/---

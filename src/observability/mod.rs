//! Logging setup, redaction of logged statements, and tool-call metrics.
//!
//! - [`init_logging`]: one-time subscriber setup with `RUST_LOG` support
//! - [`redact_secrets`]: masks literals and credentials before a statement is logged
//! - [`CallMetrics`]: per-tool invocation counters

use std::collections::BTreeMap;
use std::sync::OnceLock;

use regex::Regex;
use serde::Serialize;
use tracing_subscriber::EnvFilter;

/// Initialize structured logging with `RUST_LOG` environment variable support.
///
/// Defaults to `graphrag=info`. Output goes to stderr because stdout carries
/// the MCP stdio transport. Subsequent calls are ignored.
pub fn init_logging() {
    let filter =
        EnvFilter::try_from_default_env().unwrap_or_else(|_| EnvFilter::new("graphrag=info"));

    // try_init so double-init in tests doesn't panic
    let _ = tracing_subscriber::fmt()
        .with_env_filter(filter)
        .with_writer(std::io::stderr)
        .with_target(true)
        .with_ansi(false)
        .try_init();
}

fn redaction_patterns() -> &'static [(Regex, &'static str)] {
    static PATTERNS: OnceLock<Vec<(Regex, &'static str)>> = OnceLock::new();
    PATTERNS.get_or_init(|| {
        [
            (
                r#"(?i)(api[_-]?key|password|passwd|secret|token)\s*[:=]\s*['"]?[^\s'",;]{6,}['"]?"#,
                "$1=***REDACTED***",
            ),
            (r"(?i)Bearer\s+[a-zA-Z0-9_\-\.]{20,}", "Bearer ***REDACTED***"),
            // SQL string literals, with '' as the escaped quote
            (r"'(?:[^']|'')*'", "'***'"),
        ]
        .into_iter()
        .filter_map(|(pattern, replacement)| {
            Regex::new(pattern).ok().map(|re| (re, replacement))
        })
        .collect()
    })
}

/// Redact credentials and string literals from text that is about to be
/// logged. Used for caller-supplied passthrough statements.
pub fn redact_secrets(text: &str) -> String {
    let mut result = text.to_string();
    for (re, replacement) in redaction_patterns() {
        result = re.replace_all(&result, *replacement).into_owned();
    }
    result
}

/// Counters for tool invocations since process start.
#[derive(Debug, Clone, Default, PartialEq, Eq, Serialize)]
pub struct CallMetrics {
    pub total_calls: u64,
    pub failed_calls: u64,
    pub per_tool: BTreeMap<String, u64>,
}

impl CallMetrics {
    pub fn new() -> Self {
        Self::default()
    }

    pub fn record(&mut self, tool: &str, ok: bool) {
        self.total_calls += 1;
        if !ok {
            self.failed_calls += 1;
        }
        *self.per_tool.entry(tool.to_string()).or_insert(0) += 1;
    }

    pub fn error_rate(&self) -> f64 {
        if self.total_calls == 0 {
            return 0.0;
        }
        self.failed_calls as f64 / self.total_calls as f64
    }

    pub fn to_json(&self) -> serde_json::Value {
        serde_json::json!({
            "total_calls": self.total_calls,
            "failed_calls": self.failed_calls,
            "error_rate": self.error_rate(),
            "per_tool": self.per_tool,
        })
    }
}

// ---------------------------------------------------------------------------
// Tests
// ---------------------------------------------------------------------------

\---

Keeping each line exactly as it is, retype all of the data.

Task output:
filename src/observability/mod.rs
//! Logging setup, redaction of logged statements, and tool-call metrics.
//!
//! - [`init_logging`]: one-time subscriber setup with `RUST_LOG` support
//! - [`redact_secrets`]: masks literals and credentials before a statement is logged
//! - [`CallMetrics`]: per-tool invocation counters

use std::collections::BTreeMap;
use std::sync::OnceLock;

use regex::Regex;
use serde::Serialize;
use tracing_subscriber::EnvFilter;

/// Initialize structured logging with `RUST_LOG` environment variable support.
///
/// Defaults to `graphrag=info`. Output goes to stderr because stdout carries
/// the MCP stdio transport. Subsequent calls are ignored.
pub fn init_logging() {
    let filter =
        EnvFilter::try_from_default_env().unwrap_or_else(|_| EnvFilter::new("graphrag=info"));

    // try_init so double-init in tests doesn't panic
    let _ = tracing_subscriber::fmt()
        .with_env_filter(filter)
        .with_writer(std::io::stderr)
        .with_target(true)
        .with_ansi(false)
        .try_init();
}

fn redaction_patterns() -> &'static [(Regex, &'static str)] {
    static PATTERNS: OnceLock<Vec<(Regex, &'static str)>> = OnceLock::new();
    PATTERNS.get_or_init(|| {
        [
            (
                r#"(?i)(api[_-]?key|password|passwd|secret|token)\s*[:=]\s*['"]?[^\s'",;]{6,}['"]?"#,
                "$1=***REDACTED***",
            ),
            (r"(?i)Bearer\s+[a-zA-Z0-9_\-\.]{20,}", "Bearer ***REDACTED***"),
            // SQL string literals, with '' as the escaped quote
            (r"'(?:[^']|'')*'", "'***'"),
        ]
        .into_iter()
        .filter_map(|(pattern, replacement)| {
            Regex::new(pattern).ok().map(|re| (re, replacement))
        })
        .collect()
    })
}

/// Redact credentials and string literals from text that is about to be
/// logged. Used for caller-supplied passthrough statements.
pub fn redact_secrets(text: &str) -> String {
    let mut result = text.to_string();
    for (re, replacement) in redaction_patterns() {
        result = re.replace_all(&result, *replacement).into_owned();
    }
    result
}

/// Counters for tool invocations since process start.
#[derive(Debug, Clone, Default, PartialEq, Eq, Serialize)]
pub struct CallMetrics {
    pub total_calls: u64,
    pub failed_calls: u64,
    pub per_tool: BTreeMap<String, u64>,
}

impl CallMetrics {
    pub fn new() -> Self {
        Self::default()
    }

    pub fn record(&mut self, tool: &str, ok: bool) {
        self.total_calls += 1;
        if !ok {
            self.failed_calls += 1;
        }
        *self.per_tool.entry(tool.to_string()).or_insert(0) += 1;
    }

    pub fn error_rate(&self) -> f64 {
        if self.total_calls == 0 {
            return 0.0;
        }
        self.failed_calls as f64 / self.total_calls as f64
    }

    pub fn to_json(&self) -> serde_json::Value {
        serde_json::json!({
            "total_calls": self.total_calls,
            "failed_calls": self.failed_calls,
            "error_rate": self.error_rate(),
            "per_tool": self.per_tool,
        })
    }
}

// ---------------------------------------------------------------------------
// Tests
// ---------------------------------------------------------------------------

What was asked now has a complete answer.